### ABOUT THIS EXERCISE
Set down exactly, with nothing added, the lines from the one containing "const DEFAULT_HISTORY_TIMEOUT: Duration" through the end of the entries.

### GIVEN DATA
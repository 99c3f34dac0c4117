//! Line-oriented terminal front end: stdin lines in, transcript lines out.

use room_sync::{ChatEndpoints, Room, RoomDirectory, ViewChange, sanitize_for_terminal};

/// What a line typed at the prompt asks for.
#[derive(Debug, PartialEq, Eq)]
pub enum LineCommand {
    Join(String),
    Rooms,
    Quit,
    /// Anything else is message text.
    Say(String),
    Usage(&'static str),
}

pub fn parse_line(line: &str) -> LineCommand {
    let line = line.trim_end_matches(['\r', '\n']);
    let Some(command) = line.strip_prefix('/') else {
        return LineCommand::Say(line.to_string());
    };
    let (name, arg) = match command.split_once(char::is_whitespace) {
        Some((name, arg)) => (name, arg.trim()),
        None => (command, ""),
    };
    match name {
        "join" if arg.is_empty() => LineCommand::Usage("usage: /join <room>"),
        "join" => LineCommand::Join(arg.to_string()),
        "rooms" => LineCommand::Rooms,
        "quit" | "exit" => LineCommand::Quit,
        _ => LineCommand::Say(line.to_string()),
    }
}

/// One transcript line per view change.
pub fn render_change(change: &ViewChange, endpoints: &ChatEndpoints) -> String {
    match change {
        ViewChange::Cleared { room } => format!(
            "── {} ── {}",
            sanitize_for_terminal(&room.to_string()),
            endpoints.deep_link(room)
        ),
        ViewChange::Appended(entry) => entry.terminal_line(),
    }
}

/// The directory, one room per line, the active room starred.
pub fn render_rooms(directory: &RoomDirectory, active: Option<&Room>) -> String {
    directory
        .iter()
        .map(|room| {
            let marker = if Some(room) == active { '*' } else { ' ' };
            format!("{marker} {}", sanitize_for_terminal(room.name()))
        })
        .collect::<Vec<_>>()
        .join("\n")
}
use std::time::Duration;

const DEFAULT_HISTORY_TIMEOUT: Duration = Duration::from_secs(10);
const DEFAULT_HANDSHAKE_TIMEOUT: Duration = Duration::from_secs(10);

/// Runtime tunables for a [`crate::RoomSession`].
#[derive(Clone, Debug, PartialEq, Eq)]
pub struct SyncConfig {
    /// Upper bound on one history request.
    pub history_timeout: Duration,
    /// Upper bound on one connection handshake.
    pub handshake_timeout: Duration,
    pub reconnect: ReconnectPolicy,
}

impl Default for SyncConfig {
    fn default() -> Self {
        Self {
            history_timeout: DEFAULT_HISTORY_TIMEOUT,
            handshake_timeout: DEFAULT_HANDSHAKE_TIMEOUT,
            reconnect: ReconnectPolicy::default(),
        }
    }
}

/// Bounded exponential backoff for reopening a connection that closed
/// while its room was still active.
#[derive(Clone, Debug, PartialEq, Eq)]
pub struct ReconnectPolicy {
    /// 0 disables reconnecting.
    pub max_attempts: u32,
    pub base_delay: Duration,
    pub max_delay: Duration,
}

impl Default for ReconnectPolicy {
    fn default() -> Self {
        Self {
            max_attempts: 5,
            base_delay: Duration::from_millis(500),
            max_delay: Duration::from_secs(8),
        }
    }
}

impl ReconnectPolicy {
    pub fn disabled() -> Self {
        Self {
            max_attempts: 0,
            ..Self::default()
        }
    }

    /// Delay before reconnect attempt number `attempt` (0-based), or `None`
    /// once the attempts are used up.
    pub fn delay_for(&self, attempt: u32) -> Option<Duration> {
        if attempt >= self.max_attempts {
            return None;
        }
        let factor = 1u32.checked_shl(attempt).unwrap_or(u32::MAX);
        Some(self.base_delay.saturating_mul(factor).min(self.max_delay))
    }
}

### FINISHED TASK
const DEFAULT_HISTORY_TIMEOUT: Duration = Duration::from_secs(10);
const DEFAULT_HANDSHAKE_TIMEOUT: Duration = Duration::from_secs(10);

/// Runtime tunables for a [`crate::RoomSession`].
#[derive(Clone, Debug, PartialEq, Eq)]
pub struct SyncConfig {
    /// Upper bound on one history request.
    pub history_timeout: Duration,
    /// Upper bound on one connection handshake.
    pub handshake_timeout: Duration,
    pub reconnect: ReconnectPolicy,
}

impl Default for SyncConfig {
    fn default() -> Self {
        Self {
            history_timeout: DEFAULT_HISTORY_TIMEOUT,
            handshake_timeout: DEFAULT_HANDSHAKE_TIMEOUT,
            reconnect: ReconnectPolicy::default(),
        }
    }
}

/// Bounded exponential backoff for reopening a connection that closed
/// while its room was still active.
#[derive(Clone, Debug, PartialEq, Eq)]
pub struct ReconnectPolicy {
    /// 0 disables reconnecting.
    pub max_attempts: u32,
    pub base_delay: Duration,
    pub max_delay: Duration,
}

impl Default for ReconnectPolicy {
    fn default() -> Self {
        Self {
            max_attempts: 5,
            base_delay: Duration::from_millis(500),
            max_delay: Duration::from_secs(8),
        }
    }
}

impl ReconnectPolicy {
    pub fn disabled() -> Self {
        Self {
            max_attempts: 0,
            ..Self::default()
        }
    }

    /// Delay before reconnect attempt number `attempt` (0-based), or `None`
    /// once the attempts are used up.
    pub fn delay_for(&self, attempt: u32) -> Option<Duration> {
        if attempt >= self.max_attempts {
            return None;
        }
        let factor = 1u32.checked_shl(attempt).unwrap_or(u32::MAX);
        Some(self.base_delay.saturating_mul(factor).min(self.max_delay))
    }
}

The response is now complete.